## WHAT YOU WILL DO
From the line that contains "Err(e) => Err(match" through the line that contains "core. Authentication failures", output every line of the listing below exactly and leave out all the rest.

## DATA RECORDS

--*--

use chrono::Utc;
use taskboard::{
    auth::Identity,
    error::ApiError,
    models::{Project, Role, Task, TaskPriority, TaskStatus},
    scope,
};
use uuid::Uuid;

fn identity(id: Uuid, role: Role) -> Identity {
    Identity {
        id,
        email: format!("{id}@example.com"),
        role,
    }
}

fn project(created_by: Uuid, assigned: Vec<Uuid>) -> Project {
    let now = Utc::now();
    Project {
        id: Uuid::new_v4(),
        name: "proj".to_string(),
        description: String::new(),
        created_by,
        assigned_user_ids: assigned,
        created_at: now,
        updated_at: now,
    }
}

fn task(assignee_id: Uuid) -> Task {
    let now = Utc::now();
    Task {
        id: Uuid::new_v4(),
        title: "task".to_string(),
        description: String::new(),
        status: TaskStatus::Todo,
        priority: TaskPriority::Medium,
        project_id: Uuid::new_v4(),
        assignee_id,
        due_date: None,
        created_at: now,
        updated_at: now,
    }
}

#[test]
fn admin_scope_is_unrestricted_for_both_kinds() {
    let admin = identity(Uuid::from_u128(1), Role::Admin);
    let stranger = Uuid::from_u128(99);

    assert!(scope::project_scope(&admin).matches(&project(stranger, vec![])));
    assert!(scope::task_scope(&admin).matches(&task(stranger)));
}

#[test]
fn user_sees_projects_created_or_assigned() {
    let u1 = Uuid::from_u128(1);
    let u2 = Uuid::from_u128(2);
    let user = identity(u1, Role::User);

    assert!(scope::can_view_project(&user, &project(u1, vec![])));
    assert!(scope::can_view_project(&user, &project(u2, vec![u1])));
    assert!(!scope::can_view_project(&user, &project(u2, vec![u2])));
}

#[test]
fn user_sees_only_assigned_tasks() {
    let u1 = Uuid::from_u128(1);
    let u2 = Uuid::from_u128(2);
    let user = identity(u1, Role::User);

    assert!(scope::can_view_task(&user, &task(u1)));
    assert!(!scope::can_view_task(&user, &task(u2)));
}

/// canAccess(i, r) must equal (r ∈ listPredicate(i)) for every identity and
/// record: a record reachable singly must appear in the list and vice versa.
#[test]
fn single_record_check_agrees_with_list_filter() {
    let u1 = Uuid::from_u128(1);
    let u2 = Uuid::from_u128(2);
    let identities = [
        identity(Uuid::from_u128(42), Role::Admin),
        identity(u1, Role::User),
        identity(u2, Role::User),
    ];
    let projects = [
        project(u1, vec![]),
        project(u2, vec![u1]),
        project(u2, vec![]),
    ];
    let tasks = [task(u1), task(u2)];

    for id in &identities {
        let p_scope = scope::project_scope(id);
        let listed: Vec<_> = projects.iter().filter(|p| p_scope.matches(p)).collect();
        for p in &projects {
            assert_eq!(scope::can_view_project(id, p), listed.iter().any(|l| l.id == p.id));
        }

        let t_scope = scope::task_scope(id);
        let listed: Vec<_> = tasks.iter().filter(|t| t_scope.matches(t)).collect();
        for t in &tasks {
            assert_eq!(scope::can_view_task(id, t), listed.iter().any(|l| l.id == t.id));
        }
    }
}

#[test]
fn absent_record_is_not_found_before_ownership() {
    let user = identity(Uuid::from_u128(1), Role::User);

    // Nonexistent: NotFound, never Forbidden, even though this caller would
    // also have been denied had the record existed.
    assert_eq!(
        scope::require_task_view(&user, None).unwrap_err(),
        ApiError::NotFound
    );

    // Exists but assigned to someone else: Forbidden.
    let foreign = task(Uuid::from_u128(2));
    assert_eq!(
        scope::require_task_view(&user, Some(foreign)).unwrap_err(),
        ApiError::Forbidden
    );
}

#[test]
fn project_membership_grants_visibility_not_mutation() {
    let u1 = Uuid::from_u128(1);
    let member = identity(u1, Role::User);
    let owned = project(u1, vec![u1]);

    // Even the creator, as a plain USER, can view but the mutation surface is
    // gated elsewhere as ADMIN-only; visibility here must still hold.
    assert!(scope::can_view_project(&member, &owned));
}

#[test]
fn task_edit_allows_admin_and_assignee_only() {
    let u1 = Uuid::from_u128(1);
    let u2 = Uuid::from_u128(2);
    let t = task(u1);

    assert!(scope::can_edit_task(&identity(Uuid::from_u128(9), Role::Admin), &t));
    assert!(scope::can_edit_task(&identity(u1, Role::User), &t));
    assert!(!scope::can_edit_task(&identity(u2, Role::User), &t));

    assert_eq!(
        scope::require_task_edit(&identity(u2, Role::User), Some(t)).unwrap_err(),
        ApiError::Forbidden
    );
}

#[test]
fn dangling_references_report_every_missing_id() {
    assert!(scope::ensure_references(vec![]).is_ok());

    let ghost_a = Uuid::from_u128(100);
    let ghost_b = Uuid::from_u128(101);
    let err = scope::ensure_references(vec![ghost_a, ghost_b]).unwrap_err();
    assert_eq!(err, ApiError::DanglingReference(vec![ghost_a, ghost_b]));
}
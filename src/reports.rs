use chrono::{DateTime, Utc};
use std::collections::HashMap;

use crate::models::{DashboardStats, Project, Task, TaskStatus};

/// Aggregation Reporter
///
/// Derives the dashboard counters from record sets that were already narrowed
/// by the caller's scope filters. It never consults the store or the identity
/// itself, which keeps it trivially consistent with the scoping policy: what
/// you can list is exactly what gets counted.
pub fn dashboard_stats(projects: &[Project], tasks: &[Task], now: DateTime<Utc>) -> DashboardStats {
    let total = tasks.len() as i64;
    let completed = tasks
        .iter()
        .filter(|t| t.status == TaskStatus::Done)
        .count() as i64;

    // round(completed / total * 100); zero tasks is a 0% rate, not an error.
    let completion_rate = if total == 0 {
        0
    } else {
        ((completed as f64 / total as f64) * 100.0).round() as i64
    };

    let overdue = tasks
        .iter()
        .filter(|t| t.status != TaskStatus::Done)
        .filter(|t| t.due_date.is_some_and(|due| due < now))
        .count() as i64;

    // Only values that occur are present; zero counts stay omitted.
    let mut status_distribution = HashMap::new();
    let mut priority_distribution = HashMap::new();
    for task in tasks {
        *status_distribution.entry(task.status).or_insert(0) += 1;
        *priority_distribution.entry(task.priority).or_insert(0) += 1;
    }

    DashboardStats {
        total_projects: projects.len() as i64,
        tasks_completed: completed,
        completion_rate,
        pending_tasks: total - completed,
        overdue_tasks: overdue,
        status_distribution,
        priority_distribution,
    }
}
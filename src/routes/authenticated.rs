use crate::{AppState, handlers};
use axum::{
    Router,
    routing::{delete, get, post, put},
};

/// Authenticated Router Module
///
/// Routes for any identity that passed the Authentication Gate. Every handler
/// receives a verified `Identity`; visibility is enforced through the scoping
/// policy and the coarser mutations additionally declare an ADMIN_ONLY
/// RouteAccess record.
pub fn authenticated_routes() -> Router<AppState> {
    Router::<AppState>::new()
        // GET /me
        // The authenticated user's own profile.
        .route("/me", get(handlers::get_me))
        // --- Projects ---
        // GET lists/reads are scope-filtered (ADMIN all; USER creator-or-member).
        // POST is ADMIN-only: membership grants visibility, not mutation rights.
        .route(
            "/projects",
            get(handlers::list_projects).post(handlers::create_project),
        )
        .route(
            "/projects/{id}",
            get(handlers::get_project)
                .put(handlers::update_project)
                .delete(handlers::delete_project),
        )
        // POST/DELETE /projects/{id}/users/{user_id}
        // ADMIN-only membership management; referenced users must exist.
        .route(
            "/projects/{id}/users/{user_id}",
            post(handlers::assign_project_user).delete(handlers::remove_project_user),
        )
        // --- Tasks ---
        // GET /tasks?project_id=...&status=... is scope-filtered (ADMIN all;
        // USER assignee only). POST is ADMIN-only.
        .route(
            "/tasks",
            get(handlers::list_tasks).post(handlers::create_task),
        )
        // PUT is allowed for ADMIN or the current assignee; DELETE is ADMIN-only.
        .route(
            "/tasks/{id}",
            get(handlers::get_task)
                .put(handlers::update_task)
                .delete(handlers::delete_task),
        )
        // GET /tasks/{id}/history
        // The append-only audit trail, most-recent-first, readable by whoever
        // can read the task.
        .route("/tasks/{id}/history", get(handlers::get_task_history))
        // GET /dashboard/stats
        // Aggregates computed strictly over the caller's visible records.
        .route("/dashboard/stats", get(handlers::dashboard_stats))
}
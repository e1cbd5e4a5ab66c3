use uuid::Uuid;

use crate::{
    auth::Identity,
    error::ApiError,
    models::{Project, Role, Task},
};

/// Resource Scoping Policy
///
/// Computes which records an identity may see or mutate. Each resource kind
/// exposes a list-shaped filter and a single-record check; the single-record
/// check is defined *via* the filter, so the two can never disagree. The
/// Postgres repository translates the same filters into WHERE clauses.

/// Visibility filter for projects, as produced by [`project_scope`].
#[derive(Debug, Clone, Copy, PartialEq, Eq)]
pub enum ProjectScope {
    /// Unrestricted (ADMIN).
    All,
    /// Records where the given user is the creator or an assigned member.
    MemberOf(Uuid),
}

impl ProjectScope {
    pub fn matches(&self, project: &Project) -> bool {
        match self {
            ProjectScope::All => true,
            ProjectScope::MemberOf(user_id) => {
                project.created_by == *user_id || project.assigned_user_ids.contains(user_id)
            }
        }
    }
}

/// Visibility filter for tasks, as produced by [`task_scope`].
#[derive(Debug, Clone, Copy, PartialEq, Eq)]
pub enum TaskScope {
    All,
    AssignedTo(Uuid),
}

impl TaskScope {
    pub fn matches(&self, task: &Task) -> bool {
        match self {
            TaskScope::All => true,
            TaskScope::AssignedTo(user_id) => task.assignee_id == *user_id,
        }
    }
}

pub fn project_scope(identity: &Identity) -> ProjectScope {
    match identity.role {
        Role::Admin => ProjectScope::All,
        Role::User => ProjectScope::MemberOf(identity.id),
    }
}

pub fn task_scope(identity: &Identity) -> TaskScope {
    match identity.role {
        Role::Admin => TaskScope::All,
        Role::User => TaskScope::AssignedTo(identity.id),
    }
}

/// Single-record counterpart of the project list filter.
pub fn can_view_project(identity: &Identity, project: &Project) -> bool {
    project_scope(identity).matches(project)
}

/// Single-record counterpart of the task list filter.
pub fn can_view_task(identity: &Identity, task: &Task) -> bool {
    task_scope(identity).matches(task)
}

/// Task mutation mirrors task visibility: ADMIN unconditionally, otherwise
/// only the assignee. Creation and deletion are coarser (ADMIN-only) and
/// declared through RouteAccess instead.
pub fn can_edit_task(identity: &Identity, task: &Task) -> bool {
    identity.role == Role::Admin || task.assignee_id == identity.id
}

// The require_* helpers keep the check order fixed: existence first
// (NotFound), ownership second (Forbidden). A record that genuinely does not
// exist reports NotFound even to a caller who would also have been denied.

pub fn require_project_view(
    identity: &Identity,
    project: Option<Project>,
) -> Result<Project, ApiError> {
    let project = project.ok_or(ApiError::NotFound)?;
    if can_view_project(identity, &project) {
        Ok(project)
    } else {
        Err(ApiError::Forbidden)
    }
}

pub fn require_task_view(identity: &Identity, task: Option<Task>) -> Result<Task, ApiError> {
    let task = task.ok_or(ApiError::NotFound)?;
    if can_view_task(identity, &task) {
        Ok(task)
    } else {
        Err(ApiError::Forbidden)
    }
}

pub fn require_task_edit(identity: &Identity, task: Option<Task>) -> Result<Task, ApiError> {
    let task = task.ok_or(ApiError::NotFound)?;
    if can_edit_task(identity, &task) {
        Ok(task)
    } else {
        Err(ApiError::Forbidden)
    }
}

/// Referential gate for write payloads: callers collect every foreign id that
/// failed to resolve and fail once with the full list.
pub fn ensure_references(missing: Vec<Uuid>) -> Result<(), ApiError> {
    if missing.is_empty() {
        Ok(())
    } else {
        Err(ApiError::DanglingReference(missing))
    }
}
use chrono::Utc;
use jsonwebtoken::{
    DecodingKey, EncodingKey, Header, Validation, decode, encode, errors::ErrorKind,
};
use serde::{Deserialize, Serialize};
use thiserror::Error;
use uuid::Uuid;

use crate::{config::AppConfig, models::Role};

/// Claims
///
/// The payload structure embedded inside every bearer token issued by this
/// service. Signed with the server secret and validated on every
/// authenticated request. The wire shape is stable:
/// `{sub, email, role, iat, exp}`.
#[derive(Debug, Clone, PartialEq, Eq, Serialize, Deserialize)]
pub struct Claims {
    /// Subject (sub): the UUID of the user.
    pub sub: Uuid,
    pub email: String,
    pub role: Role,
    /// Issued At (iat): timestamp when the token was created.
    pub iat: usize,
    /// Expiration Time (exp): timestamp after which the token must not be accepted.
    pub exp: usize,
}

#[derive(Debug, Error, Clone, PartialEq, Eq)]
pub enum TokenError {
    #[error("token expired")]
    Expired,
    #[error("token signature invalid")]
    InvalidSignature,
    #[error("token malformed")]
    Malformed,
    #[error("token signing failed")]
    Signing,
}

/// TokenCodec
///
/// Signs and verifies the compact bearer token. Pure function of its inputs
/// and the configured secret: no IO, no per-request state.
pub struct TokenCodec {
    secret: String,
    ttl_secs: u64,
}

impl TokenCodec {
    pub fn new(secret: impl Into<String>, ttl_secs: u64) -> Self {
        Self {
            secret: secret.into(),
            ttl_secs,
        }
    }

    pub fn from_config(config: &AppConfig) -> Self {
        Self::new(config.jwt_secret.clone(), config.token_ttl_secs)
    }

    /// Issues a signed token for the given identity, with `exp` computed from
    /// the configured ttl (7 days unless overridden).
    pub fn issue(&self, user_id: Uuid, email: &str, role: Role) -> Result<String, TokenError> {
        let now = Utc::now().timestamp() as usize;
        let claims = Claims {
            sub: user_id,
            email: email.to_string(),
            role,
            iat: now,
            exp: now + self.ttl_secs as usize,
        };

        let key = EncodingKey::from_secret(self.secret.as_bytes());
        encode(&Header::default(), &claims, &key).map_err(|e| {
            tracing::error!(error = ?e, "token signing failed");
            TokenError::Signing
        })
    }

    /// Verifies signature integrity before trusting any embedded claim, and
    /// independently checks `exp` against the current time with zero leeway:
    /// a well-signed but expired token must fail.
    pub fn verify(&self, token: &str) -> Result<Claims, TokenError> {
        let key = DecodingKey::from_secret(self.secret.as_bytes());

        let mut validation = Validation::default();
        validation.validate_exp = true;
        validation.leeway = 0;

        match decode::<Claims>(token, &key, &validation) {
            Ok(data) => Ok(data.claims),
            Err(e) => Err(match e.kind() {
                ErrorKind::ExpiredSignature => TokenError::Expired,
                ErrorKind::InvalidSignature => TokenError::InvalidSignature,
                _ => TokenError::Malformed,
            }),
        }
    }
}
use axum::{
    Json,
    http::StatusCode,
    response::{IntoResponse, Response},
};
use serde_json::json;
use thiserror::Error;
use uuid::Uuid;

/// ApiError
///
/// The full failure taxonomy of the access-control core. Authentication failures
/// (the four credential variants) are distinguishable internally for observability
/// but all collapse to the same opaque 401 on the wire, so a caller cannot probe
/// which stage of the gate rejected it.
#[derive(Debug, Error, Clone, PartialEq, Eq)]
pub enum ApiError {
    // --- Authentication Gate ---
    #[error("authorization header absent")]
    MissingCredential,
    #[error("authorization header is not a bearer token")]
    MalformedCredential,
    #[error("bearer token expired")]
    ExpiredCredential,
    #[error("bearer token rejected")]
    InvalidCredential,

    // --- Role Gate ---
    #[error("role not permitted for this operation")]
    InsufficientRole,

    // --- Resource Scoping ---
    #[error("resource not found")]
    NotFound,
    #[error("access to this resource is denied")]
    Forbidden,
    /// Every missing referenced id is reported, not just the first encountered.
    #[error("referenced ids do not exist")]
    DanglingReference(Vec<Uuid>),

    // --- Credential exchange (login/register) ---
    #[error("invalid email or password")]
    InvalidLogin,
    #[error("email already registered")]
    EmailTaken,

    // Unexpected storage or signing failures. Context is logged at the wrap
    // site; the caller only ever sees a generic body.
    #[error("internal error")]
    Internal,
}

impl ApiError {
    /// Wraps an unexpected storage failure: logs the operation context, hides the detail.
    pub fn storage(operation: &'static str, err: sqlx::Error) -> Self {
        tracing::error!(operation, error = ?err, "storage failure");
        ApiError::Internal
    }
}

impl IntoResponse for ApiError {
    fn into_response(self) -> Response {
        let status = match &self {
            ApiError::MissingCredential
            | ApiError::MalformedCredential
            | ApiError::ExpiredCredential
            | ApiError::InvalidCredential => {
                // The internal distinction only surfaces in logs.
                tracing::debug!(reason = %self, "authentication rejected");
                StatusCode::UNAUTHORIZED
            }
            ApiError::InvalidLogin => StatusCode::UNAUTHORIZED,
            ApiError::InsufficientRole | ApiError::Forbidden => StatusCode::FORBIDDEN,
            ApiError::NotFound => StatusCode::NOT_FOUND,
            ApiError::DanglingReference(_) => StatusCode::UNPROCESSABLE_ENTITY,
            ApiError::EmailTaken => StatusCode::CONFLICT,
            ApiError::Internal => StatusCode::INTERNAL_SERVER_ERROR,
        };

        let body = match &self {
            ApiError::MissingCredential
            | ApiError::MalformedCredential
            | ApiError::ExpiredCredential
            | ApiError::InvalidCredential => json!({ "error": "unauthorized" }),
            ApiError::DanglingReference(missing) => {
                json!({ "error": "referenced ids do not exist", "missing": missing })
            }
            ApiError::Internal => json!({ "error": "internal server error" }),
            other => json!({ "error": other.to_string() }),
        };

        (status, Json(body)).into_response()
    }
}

--*--

## ANSWER BOX
            Err(e) => Err(match e.kind() {
                ErrorKind::ExpiredSignature => TokenError::Expired,
                ErrorKind::InvalidSignature => TokenError::InvalidSignature,
                _ => TokenError::Malformed,
            }),
        }
    }
}
use axum::{
    Json,
    http::StatusCode,
    response::{IntoResponse, Response},
};
use serde_json::json;
use thiserror::Error;
use uuid::Uuid;

/// ApiError
///
/// The full failure taxonomy of the access-control core. Authentication failures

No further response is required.